The entries that follow are to be duplicated in full, character for character.

** Dataset entries follows **

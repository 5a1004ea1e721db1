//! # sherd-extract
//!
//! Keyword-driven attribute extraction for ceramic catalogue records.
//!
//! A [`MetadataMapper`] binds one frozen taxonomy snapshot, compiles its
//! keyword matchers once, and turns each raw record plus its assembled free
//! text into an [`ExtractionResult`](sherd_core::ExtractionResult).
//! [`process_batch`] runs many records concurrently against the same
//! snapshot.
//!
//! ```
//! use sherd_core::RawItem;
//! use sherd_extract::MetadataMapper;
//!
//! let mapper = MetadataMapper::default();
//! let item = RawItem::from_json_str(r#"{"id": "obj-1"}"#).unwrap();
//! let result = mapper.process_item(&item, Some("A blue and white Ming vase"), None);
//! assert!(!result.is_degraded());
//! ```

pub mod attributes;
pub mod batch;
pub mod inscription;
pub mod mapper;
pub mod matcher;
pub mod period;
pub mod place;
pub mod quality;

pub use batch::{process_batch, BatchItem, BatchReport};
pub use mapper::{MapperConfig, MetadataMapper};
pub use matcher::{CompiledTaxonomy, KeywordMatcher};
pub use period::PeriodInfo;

** End of Dataset entries **

_Result below_:
repository 5a1004ea1e721db1
//! # sherd-extract
//!
//! Keyword-driven attribute extraction for ceramic catalogue records.
//!
//! A [`MetadataMapper`] binds one frozen taxonomy snapshot, compiles its
//! keyword matchers once, and turns each raw record plus its assembled free
//! text into an [`ExtractionResult`](sherd_core::ExtractionResult).
//! [`process_batch`] runs many records concurrently against the same
//! snapshot.
//!
//! ```
//! use sherd_core::RawItem;
//! use sherd_extract::MetadataMapper;
//!
//! let mapper = MetadataMapper::default();
//! let item = RawItem::from_json_str(r#"{"id": "obj-1"}"#).unwrap();
//! let result = mapper.process_item(&item, Some("A blue and white Ming vase"), None);
//! assert!(!result.is_degraded());
//! ```

pub mod attributes;
pub mod batch;
pub mod inscription;
pub mod mapper;
pub mod matcher;
pub mod period;
pub mod place;
pub mod quality;

pub use batch::{process_batch, BatchItem, BatchReport};
pub use mapper::{MapperConfig, MetadataMapper};
pub use matcher::{CompiledTaxonomy, KeywordMatcher};
pub use period::PeriodInfo;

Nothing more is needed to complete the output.